Word for word, set down every line of the entries below from the line with "fn cell_count(&self) ->" to the line with "let size_x = self.size_x();", including both, and no other line.

[[ ENTRIES SHOWN open ]]

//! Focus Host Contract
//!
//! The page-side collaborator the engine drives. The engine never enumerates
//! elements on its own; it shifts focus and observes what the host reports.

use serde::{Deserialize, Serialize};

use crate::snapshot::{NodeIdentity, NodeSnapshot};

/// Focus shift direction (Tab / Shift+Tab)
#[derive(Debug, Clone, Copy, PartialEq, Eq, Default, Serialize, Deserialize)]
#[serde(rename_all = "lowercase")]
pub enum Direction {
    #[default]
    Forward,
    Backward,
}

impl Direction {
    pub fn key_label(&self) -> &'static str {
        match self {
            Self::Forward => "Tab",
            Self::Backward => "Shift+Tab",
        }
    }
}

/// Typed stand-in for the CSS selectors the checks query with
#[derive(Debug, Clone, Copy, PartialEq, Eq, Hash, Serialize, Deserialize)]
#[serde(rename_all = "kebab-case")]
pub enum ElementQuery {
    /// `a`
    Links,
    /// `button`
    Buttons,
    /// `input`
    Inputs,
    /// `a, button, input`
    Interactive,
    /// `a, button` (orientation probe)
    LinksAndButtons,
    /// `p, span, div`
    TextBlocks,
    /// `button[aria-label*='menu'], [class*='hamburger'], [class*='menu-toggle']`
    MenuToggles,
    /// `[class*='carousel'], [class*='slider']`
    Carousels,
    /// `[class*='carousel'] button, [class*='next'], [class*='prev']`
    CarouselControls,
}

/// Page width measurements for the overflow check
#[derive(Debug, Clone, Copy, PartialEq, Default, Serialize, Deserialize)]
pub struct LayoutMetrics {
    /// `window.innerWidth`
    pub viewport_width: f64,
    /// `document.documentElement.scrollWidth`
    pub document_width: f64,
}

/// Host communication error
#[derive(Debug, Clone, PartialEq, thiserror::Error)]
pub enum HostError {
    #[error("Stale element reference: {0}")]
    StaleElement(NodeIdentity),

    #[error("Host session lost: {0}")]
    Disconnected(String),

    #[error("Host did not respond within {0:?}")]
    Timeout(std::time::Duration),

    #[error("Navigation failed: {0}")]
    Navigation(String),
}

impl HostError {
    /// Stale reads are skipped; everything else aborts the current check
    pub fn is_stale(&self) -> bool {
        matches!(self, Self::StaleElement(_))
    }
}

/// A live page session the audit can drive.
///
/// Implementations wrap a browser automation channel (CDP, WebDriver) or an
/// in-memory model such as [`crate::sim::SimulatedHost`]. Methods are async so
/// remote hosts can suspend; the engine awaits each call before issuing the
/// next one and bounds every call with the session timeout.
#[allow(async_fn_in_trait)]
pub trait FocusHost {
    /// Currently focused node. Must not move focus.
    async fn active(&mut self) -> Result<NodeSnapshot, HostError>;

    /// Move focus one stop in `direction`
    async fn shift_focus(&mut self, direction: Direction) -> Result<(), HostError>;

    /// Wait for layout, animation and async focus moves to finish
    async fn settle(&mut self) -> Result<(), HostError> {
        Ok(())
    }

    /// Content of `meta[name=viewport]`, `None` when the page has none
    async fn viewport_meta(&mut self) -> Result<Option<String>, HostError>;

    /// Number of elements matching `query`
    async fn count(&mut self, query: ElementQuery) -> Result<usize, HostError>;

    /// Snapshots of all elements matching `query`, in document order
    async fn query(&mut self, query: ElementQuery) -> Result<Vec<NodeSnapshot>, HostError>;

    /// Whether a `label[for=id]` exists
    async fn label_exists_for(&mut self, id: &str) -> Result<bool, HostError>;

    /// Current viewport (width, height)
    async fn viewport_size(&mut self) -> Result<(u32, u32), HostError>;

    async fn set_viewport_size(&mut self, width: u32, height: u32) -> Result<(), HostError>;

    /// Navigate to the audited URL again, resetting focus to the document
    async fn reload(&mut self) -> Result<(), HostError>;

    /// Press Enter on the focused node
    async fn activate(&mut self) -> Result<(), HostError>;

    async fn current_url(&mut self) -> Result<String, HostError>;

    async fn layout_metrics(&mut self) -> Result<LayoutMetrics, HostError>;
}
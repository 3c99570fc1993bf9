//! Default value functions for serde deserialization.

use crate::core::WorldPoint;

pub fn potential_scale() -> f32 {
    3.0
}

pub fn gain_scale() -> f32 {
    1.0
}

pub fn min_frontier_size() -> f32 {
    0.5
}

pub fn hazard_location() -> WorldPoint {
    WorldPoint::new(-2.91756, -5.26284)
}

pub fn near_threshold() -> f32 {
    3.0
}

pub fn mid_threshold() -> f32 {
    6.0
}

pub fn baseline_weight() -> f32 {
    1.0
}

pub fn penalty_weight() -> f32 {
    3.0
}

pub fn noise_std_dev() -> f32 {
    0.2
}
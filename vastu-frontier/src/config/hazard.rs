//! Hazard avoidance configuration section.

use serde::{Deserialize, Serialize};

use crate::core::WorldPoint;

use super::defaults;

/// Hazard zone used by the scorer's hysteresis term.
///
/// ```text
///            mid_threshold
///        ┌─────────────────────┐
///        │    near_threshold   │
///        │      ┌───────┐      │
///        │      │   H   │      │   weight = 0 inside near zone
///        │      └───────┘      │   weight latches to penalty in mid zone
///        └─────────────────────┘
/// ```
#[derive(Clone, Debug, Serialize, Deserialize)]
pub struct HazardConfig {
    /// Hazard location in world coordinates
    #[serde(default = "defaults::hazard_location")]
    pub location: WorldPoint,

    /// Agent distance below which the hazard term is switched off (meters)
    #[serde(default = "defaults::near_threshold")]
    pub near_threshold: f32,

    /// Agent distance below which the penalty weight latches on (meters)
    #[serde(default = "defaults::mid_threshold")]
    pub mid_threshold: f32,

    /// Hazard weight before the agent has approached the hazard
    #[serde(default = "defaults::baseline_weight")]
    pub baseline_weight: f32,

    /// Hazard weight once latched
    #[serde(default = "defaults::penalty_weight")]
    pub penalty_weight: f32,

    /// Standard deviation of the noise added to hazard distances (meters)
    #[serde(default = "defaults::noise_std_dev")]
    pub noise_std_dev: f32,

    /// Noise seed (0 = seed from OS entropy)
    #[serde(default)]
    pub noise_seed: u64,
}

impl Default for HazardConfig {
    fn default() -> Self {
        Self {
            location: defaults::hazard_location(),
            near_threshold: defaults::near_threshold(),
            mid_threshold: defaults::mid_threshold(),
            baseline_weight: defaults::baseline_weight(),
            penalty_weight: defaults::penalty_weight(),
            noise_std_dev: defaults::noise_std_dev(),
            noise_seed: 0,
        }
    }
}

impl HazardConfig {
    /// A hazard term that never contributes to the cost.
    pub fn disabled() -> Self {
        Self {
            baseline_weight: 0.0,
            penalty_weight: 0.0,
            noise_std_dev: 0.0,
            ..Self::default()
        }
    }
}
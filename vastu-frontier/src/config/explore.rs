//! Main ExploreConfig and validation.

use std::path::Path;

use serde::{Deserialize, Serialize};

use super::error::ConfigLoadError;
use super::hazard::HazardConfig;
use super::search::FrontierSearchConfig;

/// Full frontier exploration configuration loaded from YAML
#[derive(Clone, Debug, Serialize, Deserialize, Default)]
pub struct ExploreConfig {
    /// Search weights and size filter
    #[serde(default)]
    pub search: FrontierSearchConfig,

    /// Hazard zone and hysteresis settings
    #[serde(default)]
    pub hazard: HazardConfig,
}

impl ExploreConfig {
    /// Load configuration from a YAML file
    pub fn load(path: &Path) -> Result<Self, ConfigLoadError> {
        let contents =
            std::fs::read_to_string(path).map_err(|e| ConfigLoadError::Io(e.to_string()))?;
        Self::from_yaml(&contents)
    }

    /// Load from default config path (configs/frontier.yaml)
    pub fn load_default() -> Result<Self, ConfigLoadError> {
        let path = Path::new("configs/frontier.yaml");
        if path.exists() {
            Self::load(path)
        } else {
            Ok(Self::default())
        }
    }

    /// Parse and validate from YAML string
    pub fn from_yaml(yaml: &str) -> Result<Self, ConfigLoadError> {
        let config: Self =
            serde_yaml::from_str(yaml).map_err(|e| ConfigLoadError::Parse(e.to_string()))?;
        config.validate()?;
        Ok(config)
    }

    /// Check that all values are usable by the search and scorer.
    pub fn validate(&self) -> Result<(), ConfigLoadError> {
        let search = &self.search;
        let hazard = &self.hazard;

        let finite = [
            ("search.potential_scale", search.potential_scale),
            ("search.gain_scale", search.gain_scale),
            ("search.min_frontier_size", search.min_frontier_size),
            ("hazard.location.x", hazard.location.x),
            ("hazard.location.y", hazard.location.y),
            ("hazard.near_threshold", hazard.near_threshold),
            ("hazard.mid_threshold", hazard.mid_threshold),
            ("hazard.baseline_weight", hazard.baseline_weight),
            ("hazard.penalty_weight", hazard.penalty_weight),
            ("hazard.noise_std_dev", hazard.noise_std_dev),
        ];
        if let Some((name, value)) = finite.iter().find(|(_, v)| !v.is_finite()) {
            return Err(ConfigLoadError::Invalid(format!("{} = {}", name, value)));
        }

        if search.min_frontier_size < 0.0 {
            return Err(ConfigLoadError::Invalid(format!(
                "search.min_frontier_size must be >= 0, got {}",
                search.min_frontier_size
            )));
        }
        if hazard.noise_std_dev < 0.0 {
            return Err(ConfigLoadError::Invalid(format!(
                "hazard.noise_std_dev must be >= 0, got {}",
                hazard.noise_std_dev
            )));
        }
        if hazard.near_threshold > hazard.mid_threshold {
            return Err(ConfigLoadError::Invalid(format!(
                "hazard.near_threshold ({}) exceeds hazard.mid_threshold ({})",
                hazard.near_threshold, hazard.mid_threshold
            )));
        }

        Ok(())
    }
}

[[ ENTRIES SHOWN closed ]]
[[ ENTRIES SHOWN open ]]

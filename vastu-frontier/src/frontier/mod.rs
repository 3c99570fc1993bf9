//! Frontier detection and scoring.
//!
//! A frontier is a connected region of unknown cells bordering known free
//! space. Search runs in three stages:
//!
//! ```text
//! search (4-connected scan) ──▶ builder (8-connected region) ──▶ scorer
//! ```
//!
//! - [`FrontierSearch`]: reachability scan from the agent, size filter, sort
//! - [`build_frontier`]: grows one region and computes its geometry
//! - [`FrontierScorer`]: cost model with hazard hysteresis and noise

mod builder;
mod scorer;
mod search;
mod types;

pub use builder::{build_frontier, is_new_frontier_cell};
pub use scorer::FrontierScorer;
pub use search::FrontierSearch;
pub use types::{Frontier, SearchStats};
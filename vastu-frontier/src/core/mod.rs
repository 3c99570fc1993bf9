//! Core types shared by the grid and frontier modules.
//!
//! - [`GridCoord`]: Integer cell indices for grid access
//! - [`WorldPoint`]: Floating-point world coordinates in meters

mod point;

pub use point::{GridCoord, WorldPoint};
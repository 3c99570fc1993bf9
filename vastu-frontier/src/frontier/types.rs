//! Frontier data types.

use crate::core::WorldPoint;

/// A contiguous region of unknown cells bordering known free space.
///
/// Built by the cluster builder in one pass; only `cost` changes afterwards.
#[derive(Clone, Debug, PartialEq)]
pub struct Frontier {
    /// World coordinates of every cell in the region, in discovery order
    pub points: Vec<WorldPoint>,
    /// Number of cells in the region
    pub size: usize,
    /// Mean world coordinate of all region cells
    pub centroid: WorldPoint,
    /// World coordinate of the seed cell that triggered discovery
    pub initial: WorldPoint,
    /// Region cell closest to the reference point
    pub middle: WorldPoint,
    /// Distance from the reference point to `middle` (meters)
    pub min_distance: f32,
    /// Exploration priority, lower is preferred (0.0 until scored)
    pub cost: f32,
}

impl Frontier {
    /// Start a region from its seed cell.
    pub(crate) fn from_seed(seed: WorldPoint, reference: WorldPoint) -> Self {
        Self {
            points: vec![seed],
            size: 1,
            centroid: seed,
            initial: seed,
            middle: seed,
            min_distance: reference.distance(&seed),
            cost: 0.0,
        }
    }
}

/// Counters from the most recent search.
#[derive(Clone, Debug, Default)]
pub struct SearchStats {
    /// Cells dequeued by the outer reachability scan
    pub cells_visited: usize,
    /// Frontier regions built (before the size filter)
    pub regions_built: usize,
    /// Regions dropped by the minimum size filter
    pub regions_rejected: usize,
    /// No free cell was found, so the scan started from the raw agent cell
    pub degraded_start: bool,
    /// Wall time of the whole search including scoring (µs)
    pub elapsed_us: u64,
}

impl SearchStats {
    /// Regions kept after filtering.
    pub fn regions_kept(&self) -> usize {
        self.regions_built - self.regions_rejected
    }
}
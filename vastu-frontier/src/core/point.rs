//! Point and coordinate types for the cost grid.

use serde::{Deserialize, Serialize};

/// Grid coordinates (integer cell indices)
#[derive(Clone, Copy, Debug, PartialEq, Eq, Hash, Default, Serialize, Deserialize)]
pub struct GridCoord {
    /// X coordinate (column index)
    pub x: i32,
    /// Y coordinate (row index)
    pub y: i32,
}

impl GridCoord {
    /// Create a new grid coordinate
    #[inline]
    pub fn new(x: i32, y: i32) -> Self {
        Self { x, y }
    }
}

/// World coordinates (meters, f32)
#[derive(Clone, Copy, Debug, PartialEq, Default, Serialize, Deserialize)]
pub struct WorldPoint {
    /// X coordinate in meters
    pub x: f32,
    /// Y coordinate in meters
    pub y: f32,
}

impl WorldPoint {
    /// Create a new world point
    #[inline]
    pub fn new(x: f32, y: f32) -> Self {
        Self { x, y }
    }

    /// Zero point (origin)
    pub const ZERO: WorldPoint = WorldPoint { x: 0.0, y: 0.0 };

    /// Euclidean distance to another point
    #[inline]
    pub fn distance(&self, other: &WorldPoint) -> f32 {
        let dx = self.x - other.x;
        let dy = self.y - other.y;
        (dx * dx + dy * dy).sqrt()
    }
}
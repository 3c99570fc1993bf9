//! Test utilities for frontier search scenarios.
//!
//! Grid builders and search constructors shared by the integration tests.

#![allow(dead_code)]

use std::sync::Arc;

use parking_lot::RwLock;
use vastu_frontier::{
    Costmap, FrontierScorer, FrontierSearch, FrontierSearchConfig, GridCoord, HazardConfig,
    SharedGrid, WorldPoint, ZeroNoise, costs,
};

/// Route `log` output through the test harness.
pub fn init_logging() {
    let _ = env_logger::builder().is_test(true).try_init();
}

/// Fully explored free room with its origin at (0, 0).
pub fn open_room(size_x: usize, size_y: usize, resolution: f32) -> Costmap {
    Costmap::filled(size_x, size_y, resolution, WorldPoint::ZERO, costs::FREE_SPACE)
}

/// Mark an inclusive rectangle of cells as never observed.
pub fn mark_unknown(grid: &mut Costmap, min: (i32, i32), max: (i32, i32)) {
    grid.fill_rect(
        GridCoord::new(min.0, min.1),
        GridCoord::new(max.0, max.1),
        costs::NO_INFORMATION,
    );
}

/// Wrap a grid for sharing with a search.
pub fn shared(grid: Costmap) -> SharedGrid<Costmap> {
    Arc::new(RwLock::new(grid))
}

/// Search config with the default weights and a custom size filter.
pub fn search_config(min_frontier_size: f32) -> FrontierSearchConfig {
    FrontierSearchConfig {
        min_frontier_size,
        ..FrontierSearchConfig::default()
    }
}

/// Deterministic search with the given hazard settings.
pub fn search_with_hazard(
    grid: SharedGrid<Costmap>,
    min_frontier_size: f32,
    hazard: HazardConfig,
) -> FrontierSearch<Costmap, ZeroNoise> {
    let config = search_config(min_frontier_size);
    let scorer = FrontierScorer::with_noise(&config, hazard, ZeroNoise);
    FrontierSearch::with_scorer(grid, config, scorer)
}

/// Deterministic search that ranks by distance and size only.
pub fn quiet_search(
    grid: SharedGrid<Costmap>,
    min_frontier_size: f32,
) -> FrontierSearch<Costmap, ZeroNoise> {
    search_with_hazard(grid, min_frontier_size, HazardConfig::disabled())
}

[[ ENTRIES SHOWN closed ]]
[[ ENTRIES SHOWN open ]]

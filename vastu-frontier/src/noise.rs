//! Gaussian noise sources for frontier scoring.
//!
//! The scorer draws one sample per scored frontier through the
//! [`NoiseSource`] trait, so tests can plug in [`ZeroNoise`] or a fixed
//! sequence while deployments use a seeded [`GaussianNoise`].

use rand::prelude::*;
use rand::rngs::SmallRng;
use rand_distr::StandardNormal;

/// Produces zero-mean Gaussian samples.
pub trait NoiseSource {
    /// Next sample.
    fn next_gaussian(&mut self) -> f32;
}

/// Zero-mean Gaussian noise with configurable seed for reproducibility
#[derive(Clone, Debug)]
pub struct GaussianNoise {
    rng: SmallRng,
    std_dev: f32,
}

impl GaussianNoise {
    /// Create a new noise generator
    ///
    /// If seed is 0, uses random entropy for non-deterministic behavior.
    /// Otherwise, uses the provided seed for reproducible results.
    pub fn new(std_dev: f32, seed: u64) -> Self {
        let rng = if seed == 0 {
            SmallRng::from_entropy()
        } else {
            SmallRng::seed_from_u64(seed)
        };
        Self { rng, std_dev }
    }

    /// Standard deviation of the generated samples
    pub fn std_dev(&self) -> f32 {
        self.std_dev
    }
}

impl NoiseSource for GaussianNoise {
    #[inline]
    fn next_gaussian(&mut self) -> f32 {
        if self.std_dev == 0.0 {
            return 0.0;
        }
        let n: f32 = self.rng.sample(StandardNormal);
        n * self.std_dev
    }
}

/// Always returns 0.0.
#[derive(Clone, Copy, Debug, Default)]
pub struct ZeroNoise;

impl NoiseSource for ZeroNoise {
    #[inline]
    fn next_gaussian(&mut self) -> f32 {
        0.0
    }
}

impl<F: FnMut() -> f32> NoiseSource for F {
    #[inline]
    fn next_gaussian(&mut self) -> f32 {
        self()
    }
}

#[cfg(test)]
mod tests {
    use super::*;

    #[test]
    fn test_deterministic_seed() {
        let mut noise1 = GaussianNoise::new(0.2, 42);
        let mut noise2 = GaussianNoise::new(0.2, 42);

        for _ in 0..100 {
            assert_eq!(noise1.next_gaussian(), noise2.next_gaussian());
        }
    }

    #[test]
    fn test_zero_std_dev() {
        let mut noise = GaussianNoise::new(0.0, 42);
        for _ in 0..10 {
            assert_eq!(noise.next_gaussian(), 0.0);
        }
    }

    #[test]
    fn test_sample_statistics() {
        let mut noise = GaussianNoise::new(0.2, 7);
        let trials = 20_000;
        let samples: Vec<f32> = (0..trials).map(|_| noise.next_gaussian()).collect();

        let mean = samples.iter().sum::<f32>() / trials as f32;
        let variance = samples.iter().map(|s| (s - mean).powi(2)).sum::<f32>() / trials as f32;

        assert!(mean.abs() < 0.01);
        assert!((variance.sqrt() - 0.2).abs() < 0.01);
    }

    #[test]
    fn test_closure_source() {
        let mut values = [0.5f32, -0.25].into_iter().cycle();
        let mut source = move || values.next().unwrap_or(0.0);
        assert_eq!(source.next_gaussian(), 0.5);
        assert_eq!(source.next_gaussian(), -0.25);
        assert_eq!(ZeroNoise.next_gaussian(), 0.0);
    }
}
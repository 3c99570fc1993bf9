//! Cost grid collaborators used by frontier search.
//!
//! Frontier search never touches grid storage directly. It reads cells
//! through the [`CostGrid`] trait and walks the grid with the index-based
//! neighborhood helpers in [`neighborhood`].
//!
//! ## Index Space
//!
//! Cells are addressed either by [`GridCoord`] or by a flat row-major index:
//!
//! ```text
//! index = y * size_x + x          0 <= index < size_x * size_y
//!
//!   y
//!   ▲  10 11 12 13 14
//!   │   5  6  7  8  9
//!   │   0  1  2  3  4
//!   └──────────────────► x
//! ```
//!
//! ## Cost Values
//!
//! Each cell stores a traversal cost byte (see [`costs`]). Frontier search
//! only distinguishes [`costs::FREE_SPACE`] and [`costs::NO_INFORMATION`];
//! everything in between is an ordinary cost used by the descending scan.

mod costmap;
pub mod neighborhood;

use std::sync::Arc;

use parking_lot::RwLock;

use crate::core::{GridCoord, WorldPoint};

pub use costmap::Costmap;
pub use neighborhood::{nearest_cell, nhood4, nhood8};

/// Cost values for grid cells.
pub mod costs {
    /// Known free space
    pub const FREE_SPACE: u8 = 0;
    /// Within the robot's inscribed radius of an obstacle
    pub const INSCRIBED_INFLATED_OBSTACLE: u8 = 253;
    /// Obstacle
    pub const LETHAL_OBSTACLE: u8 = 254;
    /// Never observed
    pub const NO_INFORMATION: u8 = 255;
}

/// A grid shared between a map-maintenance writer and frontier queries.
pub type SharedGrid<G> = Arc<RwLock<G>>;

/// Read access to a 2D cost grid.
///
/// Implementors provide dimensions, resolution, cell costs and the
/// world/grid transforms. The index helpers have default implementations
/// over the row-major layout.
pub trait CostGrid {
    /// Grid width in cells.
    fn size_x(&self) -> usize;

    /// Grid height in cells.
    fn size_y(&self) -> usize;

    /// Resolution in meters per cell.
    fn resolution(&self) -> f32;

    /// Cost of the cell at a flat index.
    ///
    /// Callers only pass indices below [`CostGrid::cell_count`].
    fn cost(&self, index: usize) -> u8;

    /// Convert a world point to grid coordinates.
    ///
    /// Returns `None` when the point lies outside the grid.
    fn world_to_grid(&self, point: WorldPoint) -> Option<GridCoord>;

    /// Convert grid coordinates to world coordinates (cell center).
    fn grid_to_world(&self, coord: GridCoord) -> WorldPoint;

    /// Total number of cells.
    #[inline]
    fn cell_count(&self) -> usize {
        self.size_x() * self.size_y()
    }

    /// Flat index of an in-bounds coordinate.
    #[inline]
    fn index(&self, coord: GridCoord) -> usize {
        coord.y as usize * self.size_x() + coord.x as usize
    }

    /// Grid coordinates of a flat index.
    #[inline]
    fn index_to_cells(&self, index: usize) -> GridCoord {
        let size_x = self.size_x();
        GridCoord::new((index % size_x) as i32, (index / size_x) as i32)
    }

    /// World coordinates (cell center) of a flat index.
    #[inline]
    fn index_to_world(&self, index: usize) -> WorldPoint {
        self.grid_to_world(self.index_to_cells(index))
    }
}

[[ ENTRIES SHOWN closed ]]

RESPONSE BELOW
    fn cell_count(&self) -> usize {
        self.size_x() * self.size_y()
    }

    /// Flat index of an in-bounds coordinate.
    #[inline]
    fn index(&self, coord: GridCoord) -> usize {
        coord.y as usize * self.size_x() + coord.x as usize
    }

    /// Grid coordinates of a flat index.
    #[inline]
    fn index_to_cells(&self, index: usize) -> GridCoord {
        let size_x = self.size_x();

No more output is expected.